Chris Van Pelt 05:09

And was, and was working on a problem there.

Badar Ahmed 05:11

That was like a totally different company back then.

Diana Kelley 05:12


Chris Van Pelt 05:13

Yeah, totally different. They were all, there was a bunch of different teams working on different problems that they had not really centered around the language modeling and GenAI (generative AI). Uh, this was pre-GenAI.

Badar Ahmed 05:25


Chris Van Pelt 05:27

So yeah, he was doing some work there and, and honestly was having difficulty keeping track of and, and monitoring like his work. So it was, it was really born out of a need to scratch our own itch and, yeah, here we, here we are today. The original vision for the product has certainly like, expanded in scope since the beginning, but it's still really that, that core need of having better tools for the ML engineer are now really the AI developer, we're calling folks that are building on top of these systems. So, yeah.

Badar Ahmed 05:59

Yeah. Awesome. That's super interesting. You know, I have like personal background myself, having done a, multiple products in the machine learning space, building machine learning platform. So yeah, it's always fascinating to see kind of like this whole ecosystem grow really significantly. I started a decade ago and since then, I mean, you know, we're, there's just so many tools and so much improvement since kind of like those days. It's pretty awesome to see how far we've come. 

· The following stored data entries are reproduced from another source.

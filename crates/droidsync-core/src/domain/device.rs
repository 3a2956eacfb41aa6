//! Device identity and session values
//!
//! A [`Device`] is identified by the string the bridge listing prints for it:
//! a USB serial like `R58M12ABCDE` or a network endpoint like
//! `192.168.1.42:5555`. A [`DeviceSession`] wraps a device that has been
//! verified against a fresh listing; operations take a session by reference
//! instead of reading ambient "current device" state.

use std::fmt::{self, Display, Formatter};

use serde::{Deserialize, Serialize};

/// Bridge-level device identifier (serial or `ip:port`)
#[derive(Debug, Clone, PartialEq, Eq, Hash, Serialize, Deserialize)]
#[serde(transparent)]
pub struct DeviceId(String);

impl DeviceId {
    pub fn new(id: impl Into<String>) -> Self {
        Self(id.into())
    }

    #[must_use]
    pub fn as_str(&self) -> &str {
        &self.0
    }

    /// Infers how the device is attached from the identifier shape.
    ///
    /// Network endpoints always carry a `:port` suffix in the listing;
    /// USB serials never contain a colon.
    #[must_use]
    pub fn connection_kind(&self) -> ConnectionKind {
        if self.0.contains(':') {
            ConnectionKind::Network
        } else {
            ConnectionKind::Usb
        }
    }
}

impl Display for DeviceId {
    fn fmt(&self, f: &mut Formatter<'_>) -> fmt::Result {
        write!(f, "{}", self.0)
    }
}

impl From<&str> for DeviceId {
    fn from(value: &str) -> Self {
        Self(value.to_string())
    }
}

/// How a device is attached to the workstation
#[derive(Debug, Clone, Copy, PartialEq, Eq, Serialize, Deserialize)]
#[serde(rename_all = "snake_case")]
pub enum ConnectionKind {
    Usb,
    Network,
}

/// State a device reports in the bridge listing
#[derive(Debug, Clone, Copy, PartialEq, Eq)]
pub enum DeviceState {
    /// Attached and ready for commands
    Device,
    /// Known to the bridge but not responding
    Offline,
    /// Attached but the device has not authorized this workstation
    Unauthorized,
    /// Not present in the listing at all
    Absent,
}

impl DeviceState {
    /// Parses a listing state keyword. Unknown keywords (including the
    /// listing header tokens) yield `None` so callers can skip the line.
    #[must_use]
    pub fn from_keyword(keyword: &str) -> Option<Self> {
        match keyword {
            "device" => Some(DeviceState::Device),
            "offline" => Some(DeviceState::Offline),
            "unauthorized" => Some(DeviceState::Unauthorized),
            _ => None,
        }
    }

    #[must_use]
    pub fn is_ready(&self) -> bool {
        matches!(self, DeviceState::Device)
    }
}

impl Display for DeviceState {
    fn fmt(&self, f: &mut Formatter<'_>) -> fmt::Result {
        let s = match self {
            DeviceState::Device => "device",
            DeviceState::Offline => "offline",
            DeviceState::Unauthorized => "unauthorized",
            DeviceState::Absent => "absent",
        };
        write!(f, "{s}")
    }
}

/// A device known to the bridge
#[derive(Debug, Clone, PartialEq, Eq)]
pub struct Device {
    id: DeviceId,
    /// Display name (`ro.product.model`), fetched lazily and best-effort
    model: Option<String>,
    kind: ConnectionKind,
}

impl Device {
    /// Creates a device from its listing identifier alone.
    pub fn from_id(id: DeviceId) -> Self {
        let kind = id.connection_kind();
        Self {
            id,
            model: None,
            kind,
        }
    }

    /// Attaches the display name fetched from the device.
    ///
    /// An empty string means the fetch failed; the name stays unset.
    #[must_use]
    pub fn with_model(mut self, model: impl Into<String>) -> Self {
        let model = model.into();
        if !model.is_empty() {
            self.model = Some(model);
        }
        self
    }

    pub fn id(&self) -> &DeviceId {
        &self.id
    }

    pub fn model(&self) -> Option<&str> {
        self.model.as_deref()
    }

    pub fn kind(&self) -> ConnectionKind {
        self.kind
    }

    /// Human-facing label: `id (model)` when the model is known.
    #[must_use]
    pub fn label(&self) -> String {
        match &self.model {
            Some(model) => format!("{} ({})", self.id, model),
            None => self.id.to_string(),
        }
    }
}

/// An established, verified connection to one device
///
/// Produced by the connection manager after the device has been confirmed
/// present in a fresh listing with state `device`. Only one session drives
/// a given operation; a new connect replaces the value rather than mutating
/// shared state.
#[derive(Debug, Clone)]
pub struct DeviceSession {
    device: Device,
}

impl DeviceSession {
    pub fn new(device: Device) -> Self {
        Self { device }
    }

    pub fn device(&self) -> &Device {
        &self.device
    }

    pub fn id(&self) -> &DeviceId {
        self.device.id()
    }
}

And you mentioned like, you know, kind of like the pain points for Weights & Biases being born out of the difficulties with, you know, not really having great tools for monitoring, machine learning training in particular. There wasn't, there hasn't been historically much of open source, um, in the past years in this area. I can think of TensorBoard as being kind of like one popular project. I wonder, like, how, how did that play into kind of like some of the work that you did at Weights & Biases and the product development, as being kind of like interesting open source software, obviously very coupled to TensorFlow - but curious if that had something, you know, an importance in the product development of Weights & Biases?

Chris Van Pelt 07:24

Yeah, I mean, in the early days, um, we did not set out to make the product really visual and overlap with the TensorBoard functionality. We really wanted it to just be the central system of record that would allow you to collaborate easily with your teammates and have your model weight stored there, your datasets, the hyper parameters. 

We saw pretty on that users, pretty early on that users really liked the visual kind of analytical aspects of looking at their training runs or their evaluation jobs. So we started building more and more visual functionality into the product, and it started to overlap more with TensorBoard. I will, like, I remember early on we were like, okay, yeah, what, how, how do we relate to TensorBoard? We were kind of discussing this as a product and engineering team, and we just said, well, how about we just play nicely with it? So even today there's a feature where if you're using TensorBoard and you like TensorBoard, we just make it really easy for you to continue doing that. So you can basically sync your TensorBoard event files to Weights & Biases, and then we'll spin up an instance of TensorBoard and let you dive in there. 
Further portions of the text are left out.